Below is a list of possible information sources you can use to learn more about the people, processes, products, and systems relevant to your role. The availability and applicability will vary, and which ones you should prioritize also depend on your goals and the situation.

Organizational

  • Interviews with leaders, team members, and subject-matter experts
  • Terminology glossaries
  • Process and policy documents

Product

  • Compliance requirements documents, audits, or checklists
  • Business metrics, analytical dashboards, and reports
  • User analytics (products like Segment or Google Analytics)
  • UI and UX designs, wireframes, and mockups (and use the product itself when available).
  • Prior product/feature launch trackers and checklists.

Planning

  • Project planning documents, issue backlogs, and roadmaps
  • Risk management analysis
  • Sprint planning artifacts

Technical

  • Engineering/technical specifications
  • System design documents
  • Architecture design records (ADRs)
  • Architecture diagrams
  • RFCs
  • Engineering review minutes
  • Source code: use modern IDEs and other tools like Cody to understand quickly.
  • Pull Requests/Code Reviews
  • API definitions (with tools or by looking at definitions like gRPC protobuf definitions or OpenAPI)
  • Data schemas in databases, whether SQL or noSQL
  • Data dictionaries
  • Test coverage and CI-run reports
  • Unit and integration tests, end-to-end tests, synthetic tests
  • Deployment automation pipelines and release processes

Users and UX

  • Customer support tickets or requests
  • User experience research reports
  • User research, user interviews
  • Customer feedback and reviews

Operations

  • Postmortems
  • Trouble ticket and automated alert history
  • Operational/production readiness reviews
  • Run books and playbooks.
  • Threat models and security reviews
  • Monitoring dashboards
  • SLO, SLA, and SLI definitions
  • Observability data such as traces, metrics, logs, real-user monitoring, and client-side instrumentation

Appendix B: Due Diligence

Here are some suggested areas to ensure you cover all the important aspects when trying to gain a working understanding of a new area or organization.
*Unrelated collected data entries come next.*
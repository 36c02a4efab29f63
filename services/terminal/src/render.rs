use classroom_core::notice::{Notice, SessionOutcome};
use classroom_core::persona::{CATALOG, CUSTOM_CHOICE};
use colored::Colorize;

/// Formats one notice the way the terminal shows it.
pub fn format_notice(notice: &Notice) -> String {
    match notice {
        Notice::System { text } => format!("[SYSTEM]: {}", text).cyan().to_string(),
        Notice::Student { text } => format!("[STUDENT]: {}", text).yellow().to_string(),
        Notice::RandomEvent { text } => format!("\n>>> RANDOM EVENT: {} <<<\n", text)
            .red()
            .bold()
            .to_string(),
        Notice::CurriculumFact { text } => format!("- {}", text),
        Notice::Question { text } => format!("\nQ: {}", text).white().to_string(),
        Notice::Grade { passed: true } => ">> CORRECT".green().to_string(),
        Notice::Grade { passed: false } => ">> INCORRECT".red().to_string(),
        Notice::AlienDeadline { turns } => {
            format!("ALIEN DEADLINE: {} TURNS", turns).red().to_string()
        }
        Notice::SessionOver { outcome } => outcome_banner(*outcome),
    }
}

fn outcome_banner(outcome: SessionOutcome) -> String {
    let text = match outcome {
        SessionOutcome::Passed => "CLASS DISMISSED. The student passed.",
        SessionOutcome::Exhausted => "GAME OVER. No attempts left.",
        SessionOutcome::EarthDestroyed => "GAME OVER. The aliens won.",
        SessionOutcome::Quit => "Class dismissed.",
    };
    if outcome.is_success() {
        text.green().bold().to_string()
    } else {
        text.magenta().bold().to_string()
    }
}

pub fn print_notices(notices: &[Notice]) {
    for notice in notices {
        println!("{}", format_notice(notice));
    }
}

/// The numbered persona menu, custom option last.
pub fn persona_menu() -> String {
    let mut lines = vec!["\n--- SELECT YOUR STUDENT ---".magenta().to_string()];
    lines.extend(
        CATALOG
            .iter()
            .enumerate()
            .map(|(i, persona)| format!("{}. {}", i + 1, persona.prompt_text())),
    );
    lines.push(format!("{}. Custom", CUSTOM_CHOICE));
    lines.join("\n")
}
Organizational, customer, business, and product context

  • What is the organization’s mission?
  • How do they plan and track work?
  • What is on their roadmap?
  • How is the organization structured?
  • What is going well? And poorly?
  • What are the key products and/or services they provide?
  • Who is the target market?
  • What are the primary use cases and user journeys being addressed?
  • Who are the key competitors?

People and Teams

  • Who are the key players?
  • What does the org chart look like?

Design and Decisions

  • Is there a process for reviewing product, technical, and engineering plans and specifications?
  • What documentation is available on the current system’s design and operations?
  • Are notes or minutes kept? Are decisions documented for future reference?

Risk Management

  • Are there business continuity plans?
  • Are their runbooks or playbooks for operational issues?
  • Are there documented procedures for possible security incidents?
  • Is there a common standard and set of expectations for incident management procedures?
  • Are their auditing mechanisms in place for security, compliance, privacy, and other concerns?

Data Handling

  • Where is the data stored?
  • Is data encrypted at rest? In Transit?
  • How are encryption keys managed?
  • What controls are in place for PII?
  • How are backups handled?
  • Is there a business continuity plan?
  • Are there data handling laws such as GDPR, SOX, and PCI-DSS?

Production and Operations

  • Test Coverage
  • Automated Testing
  • Continuous Integration
  • Releases
  • Deployments
  • Infrastructure (IaaS, cloud provisioning, etc.)
  • Automation of operational tasks
  • Technical documentation
  • User documentation
  • Experiments and dark launches
  • Feature flags and A/B tests

Customer and public sentiment

  • If a system has external users, check the discussion on external forums and social media: X, LinkedIn, Reddit, Quora, Medium, StackOverflow, and other industry- or topic-specific forums as appropriate.
  • Customer reviews and trouble tickets are also useful sources.